While both patients shared the diagnosis of fatal hepatic failure secondary to adenovirus infection, the radiographic appearance of the hepatic abnormalities showed striking differences. In the first case, the abdominal CT scan demonstrated two large hypodense lesions in the liver. The remainder of the liver appeared normal radiographically. Upon visual inspection of the liver, there were two discrete areas of necrosis with the remainder of the tissue being normal (Figures 1(b) and 1(c)). Immunohistologic examination of thin sections of the liver parenchyma confirmed the presence of adenovirus (Figure 1(d)). Subsequent testing revealed that the adenovirus serotype 5 was present (data not shown). In sharp contrast, the abdominal CT imaging in the second case showed multiple small hypodense lesions with no single lesion predominating. Post-mortem examination of the organ showed small lakes of necrosis (Figures 1(f) and 1(g)). Finally, immunohistologic staining revealed the presence of adenovirus (Figure 1(h)), serotype 2. Previous reports have not supported the assertion that different serotypes present with distinct liver parenchymal abnormalities [613]. While both patients were immunocompromised, it is likely that the degree and magnitude of their immunosuppression contributed to their clinical presentation [14].
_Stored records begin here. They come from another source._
//! Delivered-price comparison across two mock stores.

use serde::{Deserialize, Serialize};
use serde_json::{Value, json};
use toolloop::tool::{ToolError, ToolOutput, ToolRegistry, tool_fn};
use toolloop::{LoopError, ReasoningEffort};

use super::{Convention, Demo};

const SYSTEM_PROMPT: &str = "\
You are PriceCompare, a shopping assistant. Given a SKU and a ZIP code, fetch both base price and shipping info from all configured stores, then return the cheapest delivered in-stock option. Always check every store. Compute delivered price as item price + shipping. If an item is out of stock at a store, exclude it. Break ties by earlier ETA; if still tied, prefer the cheaper shipping method. Include a short rationale showing each store's totals.

Parallelization guidance:
- For a single SKU and ZIP, call getPrice for all stores in parallel, and getShipping for all stores in parallel. If the runtime requires two phases, fetch all prices first, then all shipping, fanning out across stores. Do not wait for one store before requesting another.

Output requirements:
- Summarize each store: price, shipping, ETA, total, stock status.
- Recommendation: name of the best store with total and ETA.
- Brief rationale describing tie-break rules if applicable.
";

const DEFAULT_PROMPT: &str = "Find the best delivered price for SKU \"N3-KEYBRD\" shipped to ZIP 94507. \
Compare StoreA and StoreB, and show me each store's price, shipping, ETA, and total before recommending the best option.";

const PRICE_GRAMMAR: &str = include_str!("../../grammars/get_price.lark");
const SHIPPING_GRAMMAR: &str = include_str!("../../grammars/get_shipping.lark");

const CURRENCY: &str = "USD";

#[derive(Debug, Deserialize)]
struct PriceArgs {
    store: String,
    sku: String,
}

/// The mock ignores `zip`; every store ships one way.
#[derive(Debug, Deserialize)]
struct ShippingArgs {
    store: String,
    sku: String,
}

/// A `getPrice` result.
#[derive(Debug, Clone, PartialEq, Eq, Serialize)]
#[serde(rename_all = "camelCase")]
pub(crate) struct PriceQuote {
    pub store: String,
    pub sku: String,
    pub price_cents: u32,
    pub in_stock: bool,
    pub currency: &'static str,
}

/// A `getShipping` result.
#[derive(Debug, Clone, PartialEq, Eq, Serialize)]
#[serde(rename_all = "camelCase")]
pub(crate) struct ShippingQuote {
    pub store: String,
    pub sku: String,
    pub shipping_cents: u32,
    pub eta_days: u32,
    pub method: &'static str,
    pub currency: &'static str,
}

/// Catalog entry: price in cents and stock status.
fn catalog(store: &str, sku: &str) -> Option<(u32, bool)> {
    match (store, sku) {
        ("storeA", "N3-KEYBRD") => Some((4999, true)),
        ("storeA", "OOS-ITEM") => Some((12999, false)),
        ("storeB", "N3-KEYBRD") => Some((4799, true)),
        ("storeB", "OOS-ITEM") => Some((9999, false)),
        _ => None,
    }
}

/// One shipping method per store, regardless of SKU and ZIP.
fn shipping_method(store: &str) -> Option<(&'static str, u32, u32)> {
    match store {
        "storeA" => Some(("standard", 599, 5)),
        "storeB" => Some(("expedited", 1299, 2)),
        _ => None,
    }
}

/// Looks up a price. Unknown SKUs are reported out of stock at price 0.
pub(crate) fn get_price(store: &str, sku: &str) -> PriceQuote {
    let (price_cents, in_stock) = catalog(store, sku).unwrap_or((0, false));
    PriceQuote {
        store: store.to_string(),
        sku: sku.to_string(),
        price_cents,
        in_stock,
        currency: CURRENCY,
    }
}

/// Looks up shipping for a store.
pub(crate) fn get_shipping(store: &str, sku: &str) -> Result<ShippingQuote, ToolError> {
    let (method, shipping_cents, eta_days) =
        shipping_method(store).ok_or_else(|| ToolError::new(format!("unknown store: {store}")))?;
    Ok(ShippingQuote {
        store: store.to_string(),
        sku: sku.to_string(),
        shipping_cents,
        eta_days,
        method,
        currency: CURRENCY,
    })
}

fn store_schema(extra: &[(&str, Value)]) -> Value {
    let mut properties = serde_json::Map::new();
    properties.insert(
        "store".into(),
        json!({ "type": "string", "description": "Store identifier", "enum": ["storeA", "storeB"] }),
    );
    properties.insert("sku".into(), json!({ "type": "string" }));
    let mut required = vec![json!("store"), json!("sku")];
    for (name, schema) in extra {
        properties.insert((*name).to_string(), schema.clone());
        required.push(json!(name));
    }
    json!({ "type": "object", "properties": properties, "required": required })
}

/// Builds the demo.
pub(crate) fn demo(convention: Convention, prompt: Option<String>) -> Result<Demo, LoopError> {
    let mut registry = ToolRegistry::new();
    registry.declare(tool_fn(
        convention.declare(
            "getPrice",
            "Get base price and stock for a given store and SKU.",
            store_schema(&[]),
            PRICE_GRAMMAR,
        ),
        |args: Value| async move {
            let args: PriceArgs = serde_json::from_value(args)?;
            ToolOutput::json(&get_price(&args.store, &args.sku))
        },
    ))?;
    registry.declare(tool_fn(
        convention.declare(
            "getShipping",
            "Get shipping cost and ETA for a given store, SKU, and ZIP.",
            store_schema(&[("zip", json!({ "type": "string" }))]),
            SHIPPING_GRAMMAR,
        ),
        |args: Value| async move {
            let args: ShippingArgs = serde_json::from_value(args)?;
            ToolOutput::json(&get_shipping(&args.store, &args.sku)?)
        },
    ))?;

    Ok(Demo {
        name: "price-compare",
        system: SYSTEM_PROMPT,
        user: prompt.unwrap_or_else(|| DEFAULT_PROMPT.to_string()),
        registry,
        model: "gpt-5",
        reasoning_effort: ReasoningEffort::High,
    })
}

#[cfg(test)]
mod tests {
    use tokio_util::sync::CancellationToken;
    use toolloop::test_helpers::{custom_call, function_call, mock_client, text_response, tool_response};
    use toolloop::tool::LoopConfig;

    use super::*;
    use crate::demos::{RunOptions, run};

    #[test]
    fn test_get_price_known_and_unknown() {
        let quote = get_price("storeB", "N3-KEYBRD");
        assert_eq!(quote.price_cents, 4799);
        assert!(quote.in_stock);

        let oos = get_price("storeA", "OOS-ITEM");
        assert!(!oos.in_stock);

        let unknown = get_price("storeA", "NOPE");
        assert_eq!(unknown.price_cents, 0);
        assert!(!unknown.in_stock);
    }

    #[test]
    fn test_get_shipping_tables() {
        let a = get_shipping("storeA", "N3-KEYBRD").unwrap();
        assert_eq!((a.method, a.shipping_cents, a.eta_days), ("standard", 599, 5));
        let b = get_shipping("storeB", "N3-KEYBRD").unwrap();
        assert_eq!((b.method, b.shipping_cents, b.eta_days), ("expedited", 1299, 2));
        assert!(get_shipping("storeC", "N3-KEYBRD").is_err());
    }

    #[test]
    fn test_quote_serializes_camel_case() {
        let json = serde_json::to_value(get_price("storeA", "N3-KEYBRD")).unwrap();
        assert_eq!(json["priceCents"], 4999);
        assert_eq!(json["inStock"], true);
        assert_eq!(json["currency"], "USD");
    }

    #[test]
    fn test_store_schema_requires_extra_fields() {
        let schema = store_schema(&[("zip", json!({ "type": "string" }))]);
        assert_eq!(schema["required"], json!(["store", "sku", "zip"]));
        assert_eq!(schema["properties"]["store"]["enum"], json!(["storeA", "storeB"]));
    }

    #[tokio::test]
    async fn test_fan_out_across_stores() {
        let demo = demo(Convention::Schema, None).unwrap();
        let mock = mock_client(vec![
            tool_response(vec![
                function_call("call_1", "getPrice", r#"{"store":"storeA","sku":"N3-KEYBRD"}"#),
                function_call("call_2", "getPrice", r#"{"store":"storeB","sku":"N3-KEYBRD"}"#),
            ]),
            tool_response(vec![
                function_call("call_3", "getShipping", r#"{"store":"storeA","sku":"N3-KEYBRD","zip":"94507"}"#),
                function_call("call_4", "getShipping", r#"{"store":"storeB","sku":"N3-KEYBRD","zip":"94507"}"#),
            ]),
            text_response("storeA wins at $55.98 delivered."),
        ]);

        let session_run = run(&mock, demo, &(), RunOptions::default(), &CancellationToken::new()).await;

        let outcome = session_run.result.as_ref().unwrap();
        assert_eq!(outcome.rounds(), 3);
        let tool_outputs = session_run.snapshot().tool_outputs;
        assert_eq!(tool_outputs.len(), 4);
        assert_eq!(tool_outputs[1].result["priceCents"], 4799);
        assert_eq!(tool_outputs[3].result["etaDays"], 2);
    }

    #[tokio::test]
    async fn test_grammar_convention_round_limit() {
        let demo = demo(Convention::Grammar, None).unwrap();
        let call = r#"{"store":"storeA","sku":"N3-KEYBRD"}"#;
        let mock = mock_client(vec![
            tool_response(vec![custom_call("call_1", "getPrice", call)]),
            tool_response(vec![custom_call("call_2", "getPrice", call)]),
        ]);
        let options = RunOptions {
            config: LoopConfig {
                max_rounds: Some(1),
                ..Default::default()
            },
            ..Default::default()
        };

        let session_run = run(&mock, demo, &(), options, &CancellationToken::new()).await;

        assert!(matches!(
            session_run.result,
            Err(LoopError::RoundLimitExceeded { limit: 1, .. })
        ));
        assert_eq!(session_run.session.tool_call_count(), 1);
    }
}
T cell-depleted bone marrow transplantation has been linked to prolonged immunologic recovery and increased risk of infections [14]. While serious CMV infection has been documented in patients who have received this type of bone marrow transplantation [15], disseminated adenoviral infections have been rarely reported [16]. Innate immunity to adenovirus infections involves the TLR2 and TLR9 pathway [17], and emerging evidence indicates that the inflammasome participates in the antiviral response [18]. Additionally, adaptive immunity using CD4+ and CD8+ antigen-specific T cells are required for complete and persistent antiviral activity [17]. These observations suggest that specific therapies that augment these responses including Toll-like receptor (TLR) agonists, or adoptive transfer to antigen-specific T cells may represent promising avenues of new treatment in these infected patients. Newer methods of detection of adenovirus DNA in the blood by quantitative PCR are being utilized for the evaluation of adenovirus infections in immunocompromised patients. Rising levels of adenovirus DNA present in the blood in the correct clinical context may provide a clinical diagnosis, but this test was not readily available when these cases presented. Additionally, emerging modalities of gene replacement that rely on the delivery of exogenous genes to patients using adenovirus should be used with caution in these immunocompromised patients. Knowledge of the immune defects seen in bone marrow transplant patients is necessary to provide guidance of the safety and utility of adenoviral viral vectors. Clinicians who care for bone marrow transplant patients should be aware of the possibility of adenovirus infection in patients presenting with fulminant hepatic failure.